▶ _WORK INSTRUCTION_: Across the records below, count every line that contains the string "StorageBackend", then report the count alone.

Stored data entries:
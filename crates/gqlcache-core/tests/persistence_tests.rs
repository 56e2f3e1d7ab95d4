//! # Persistence Tests
//!
//! A redb-backed store behaves like the in-memory one and keeps its
//! records, timestamps and insertion order across reopen.

use gqlcache_core::{
    CacheClearingPolicy, CacheConfig, CacheStore, CachePolicy, GraphQLResponse, JsonObject,
    Operation, OutputType, Selection, SelectionSet, StorageBackend, Timestamp,
    identity_key_fn,
};
use serde_json::{Value, json};
use std::path::Path;
use tempfile::tempdir;

fn hero_query() -> Operation {
    Operation::query(
        "Hero",
        SelectionSet::new([Selection::field(
            "hero",
            OutputType::object([
                Selection::field("id", OutputType::id().non_null()),
                Selection::field("name", OutputType::string().non_null()),
                Selection::field(
                    "friends",
                    OutputType::object([
                        Selection::field("id", OutputType::id().non_null()),
                        Selection::field("name", OutputType::string().non_null()),
                    ])
                    .list_of(),
                ),
            ]),
        )]),
    )
}

fn body(value: Value) -> JsonObject {
    match value {
        Value::Object(map) => map,
        _ => JsonObject::new(),
    }
}

fn hero_body(hero_name: &str) -> JsonObject {
    body(json!({"data": {"hero": {
        "id": "2001",
        "name": hero_name,
        "friends": [
            {"id": "1000", "name": "Luke Skywalker"},
            {"id": "1002", "name": "Han Solo"}
        ]
    }}}))
}

fn open_store(path: &Path) -> CacheStore {
    let backend = StorageBackend::open_redb(path, false).expect("open redb");
    CacheStore::new(backend).with_cache_key_fn(Some(identity_key_fn("id")))
}

fn publish(store: &CacheStore, operation: &Operation, body: JsonObject, received_at: i64) {
    let (_, records) = GraphQLResponse::new(operation, body)
        .with_cache_key_fn(store.cache_key_fn().cloned())
        .with_received_at(Timestamp(received_at))
        .parse_result(CachePolicy::CacheElseNetwork)
        .expect("parse");
    store.publish(records.expect("records")).expect("publish");
}

#[test]
fn published_records_survive_reopen() {
    let temp = tempdir().expect("temp dir");
    let path = temp.path().join("cache.redb");
    let operation = hero_query();

    {
        let store = open_store(&path);
        publish(&store, &operation, hero_body("R2-D2"), 100);
    }

    let store = open_store(&path);
    let result = store.load(&operation).expect("load");
    assert_eq!(
        result.data,
        Some(json!({"hero": {
            "id": "2001",
            "name": "R2-D2",
            "friends": [
                {"id": "1000", "name": "Luke Skywalker"},
                {"id": "1002", "name": "Han Solo"}
            ]
        }}))
    );
    assert!(
        result
            .dependent_keys
            .as_ref()
            .is_some_and(|keys| keys.contains("1002.name"))
    );
}

#[test]
fn republishing_reports_only_changed_fields() {
    let temp = tempdir().expect("temp dir");
    let store = open_store(&temp.path().join("cache.redb"));
    let operation = hero_query();
    publish(&store, &operation, hero_body("R2-D2"), 100);

    let (_, records) = GraphQLResponse::new(&operation, hero_body("Artoo"))
        .with_cache_key_fn(store.cache_key_fn().cloned())
        .parse_result(CachePolicy::CacheElseNetwork)
        .expect("parse");
    let changed = store.publish(records.expect("records")).expect("publish");

    assert_eq!(changed.into_iter().collect::<Vec<_>>(), vec!["2001.name".to_string()]);
}

#[test]
fn clearing_policies_on_disk() {
    let temp = tempdir().expect("temp dir");
    let store = open_store(&temp.path().join("cache.redb"));
    let operation = hero_query();
    publish(&store, &operation, hero_body("R2-D2"), 100);

    store
        .clear(&CacheClearingPolicy::Key("1002".to_string()), false)
        .expect("clear key");
    let error = store.load(&operation).expect_err("friend evicted");
    assert!(error.is_cache_miss());

    publish(&store, &operation, hero_body("R2-D2"), 200);
    assert!(store.load(&operation).is_ok());

    store
        .clear(&CacheClearingPolicy::MatchingPattern("query_root".to_string()), true)
        .expect("clear pattern");
    assert!(store.load(&operation).expect_err("root evicted").is_cache_miss());

    store
        .clear(&CacheClearingPolicy::AllRecords, true)
        .expect("clear all");
    let snapshot = store.export_snapshot().expect("export");
    let empty = CacheStore::default();
    empty.import_snapshot(&snapshot).expect("import");
    assert!(empty.load(&operation).is_err());
}

#[test]
fn snapshot_moves_records_between_backends() {
    let temp = tempdir().expect("temp dir");
    let operation = hero_query();

    let memory = CacheStore::default().with_cache_key_fn(Some(identity_key_fn("id")));
    publish(&memory, &operation, hero_body("R2-D2"), 100);
    let snapshot = memory.export_snapshot().expect("export");

    let disk = open_store(&temp.path().join("cache.redb"));
    disk.import_snapshot(&snapshot).expect("import");

    let from_memory = memory.load(&operation).expect("memory");
    let from_disk = disk.load(&operation).expect("disk");
    assert_eq!(from_memory.data, from_disk.data);
    assert_eq!(from_disk.metadata.max_age, Timestamp(100));
}

#[test]
fn config_opens_keyed_redb_store() {
    let temp = tempdir().expect("temp dir");
    let path = temp.path().join("cache.redb");
    let config = CacheConfig::from_toml_str(&format!(
        "[store]\nbackend = \"redb\"\npath = {:?}\ncache_key_field = \"id\"\n",
        path.display().to_string()
    ))
    .expect("config");

    let operation = hero_query();
    {
        let store = config.open_store().expect("open");
        publish(&store, &operation, hero_body("R2-D2"), 100);
    }

    let store = config.open_store().expect("reopen");
    let friend = store
        .within_read_transaction(|transaction| transaction.load_object("1000"))
        .expect("load friend");
    assert_eq!(friend.last_received_at, Timestamp(100));
}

▶ _ANSWER SPACE_: 2